Disclaimer: things will break soon or leater. Be ready to dig in the problems and learn how it works :P
And please, do backups on another drive.
The ZFS driver
ZFS is distributed under the CDDL license, which prevent it to be included on the Linux kernel.
You have then two options to have a ZFS driver on Arch Linux:
- You use a DKMS package, which will recompile everytime you update the kernel
- You use one of the binary packages distributed by archzfs repository.
You should be fine with the zfs-linux
stable release, which do not require recompilation (good especially on low-power systems or laptop), but sometimes the updates may be a bit behind and it will prevent your kernel to upgrade.
In general, switching between zfs-linux
and zfs-dkms
should always be possible.
How to install it
The Arch Linux ZFS page has a lot of good material on that.
Personally, I prefer to keep my root under a mainstream ext4
filesystem, with a ZFS partition mounted on /home
.
This allows for easy backups (you snapshot only your home folder) and the ability to recover the system when the driver fails to build (you won’t be able to access your files, but the system will boot fine and you can downgrade the kernel or apply other fixes).
I installed the system without ZFS, then booted it, installed the driver, moved my -almost empty- /home
to /homebak
, created a new zfs dataset in /home
and copied the files from the legacy folder. You can skip the copy if you have just installed the system.
Automatic start
If you followed the Arch guide, the driver should start automatically at boot, otherwise, make sure that you have enabled the services and they are running:
sudo systemctl enable zfs-import-cache
sudo systemctl enable zfs-import.target
sudo systemctl enable zfs-mount
sudo systemctl enable zfs.target
The encryption problem
The above will work when you don’t have encrypted volumes.
But when you have, you have to insert your key.
On a single user system, the easiest way to insert the keys is to get prompted for them at boot, just before the login screen. On the Arch Linux ZFS page there are some nice information on how to load the keys at boot.
The load-key loop
The Arch Linux systemd example works well on most cases.
However, that until
will loop forever until it import the key, which may never happen if you system has a broken driver.
The solution
Create a new service file on /etc/systemd/system/zfs-load-key@.service
with the following:
[Unit]
Description=Load %I encryption keys
Before=systemd-user-sessions.service
After=zfs-import.target
[Service]
Type=oneshot
RemainAfterExit=yes
ExecStart=/usr/bin/bash -c 'for i in {1..5}; do (systemd-ask-password "[$i/5] Encrypted ZFS password for %I" --no-tty | zfs mount -l %I) && break; echo "Try again!"; done'
[Install]
WantedBy=zfs-mount.service
This will ask for the key for a maximum of 5 times, then it will proceed for the login without the partition mounted.
This is good to recover a broken system: if the zfs mount
command fails for the missing driver, it won’t prevent the system to boot.
Now you have to enable it for every encrypted partition you have.

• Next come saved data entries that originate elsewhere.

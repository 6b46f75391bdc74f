//! Application state
//!
//! Holds the service context, the configuration and handles on the
//! in-memory backends behind it.

use std::sync::Arc;

use findr_common::{AppConfig, AppError};
use findr_service::{RecordingShell, ServiceContext, ServiceContextBuilder};
use findr_store::{
    MemoryDocumentStore, MemoryIdentityProvider, MemoryMediaLibrary, StoreCommentRepository,
    StoreStatusRepository,
};
use tracing::info;

/// Application state shared by every screen
#[derive(Clone)]
pub struct AppState {
    /// Service context containing all dependencies
    service_context: ServiceContext,
    /// Application configuration
    config: Arc<AppConfig>,
    store: MemoryDocumentStore,
    identity: MemoryIdentityProvider,
    media: MemoryMediaLibrary,
    shell: RecordingShell,
}

impl AppState {
    pub fn service_context(&self) -> &ServiceContext {
        &self.service_context
    }

    pub fn config(&self) -> &AppConfig {
        &self.config
    }

    pub fn store(&self) -> &MemoryDocumentStore {
        &self.store
    }

    pub fn identity(&self) -> &MemoryIdentityProvider {
        &self.identity
    }

    pub fn media(&self) -> &MemoryMediaLibrary {
        &self.media
    }

    pub fn shell(&self) -> &RecordingShell {
        &self.shell
    }
}

impl std::fmt::Debug for AppState {
    fn fmt(&self, f: &mut std::fmt::Formatter<'_>) -> std::fmt::Result {
        f.debug_struct("AppState")
            .field("service_context", &"ServiceContext")
            .field("config", &self.config)
            .finish_non_exhaustive()
    }
}

/// Initialize all backends and create AppState
pub fn create_app_state(config: AppConfig) -> Result<AppState, AppError> {
    info!(project_id = %config.store.project_id, "Opening in-memory document store");
    let store = MemoryDocumentStore::new(config.snowflake.worker_id);
    let identity = MemoryIdentityProvider::new(config.identity.min_password_length);
    let media = MemoryMediaLibrary::default();
    let shell = RecordingShell::new();

    // Create repositories
    let status_repo = Arc::new(StoreStatusRepository::new(
        store.clone(),
        config.store.statuses_collection.clone(),
    ));
    let comment_repo = Arc::new(StoreCommentRepository::new(
        store.clone(),
        config.store.comments_collection.clone(),
    ));

    // Build service context
    let service_context = ServiceContextBuilder::new()
        .status_repo(status_repo)
        .comment_repo(comment_repo)
        .identity(Arc::new(identity.clone()))
        .media(Arc::new(media.clone()))
        .shell(Arc::new(shell.clone()))
        .build()
        .map_err(|e| AppError::Startup(e.to_string()))?;

    Ok(AppState {
        service_context,
        config: Arc::new(config),
        store,
        identity,
        media,
        shell,
    })
}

But if you are on a single user system, I guess you’ll have only one…
Let’s say it is zroot/home
, then you have to enable the systemd unit for it:
sudo systemctl enable zfs-load-key@zroot-home.service
You’ll have to escape the path /
in your dataset name with -
.
Moreover, since this will be run after zfs-import
, on a broken system this should not work and, thus, you’ll never be prompted for the password.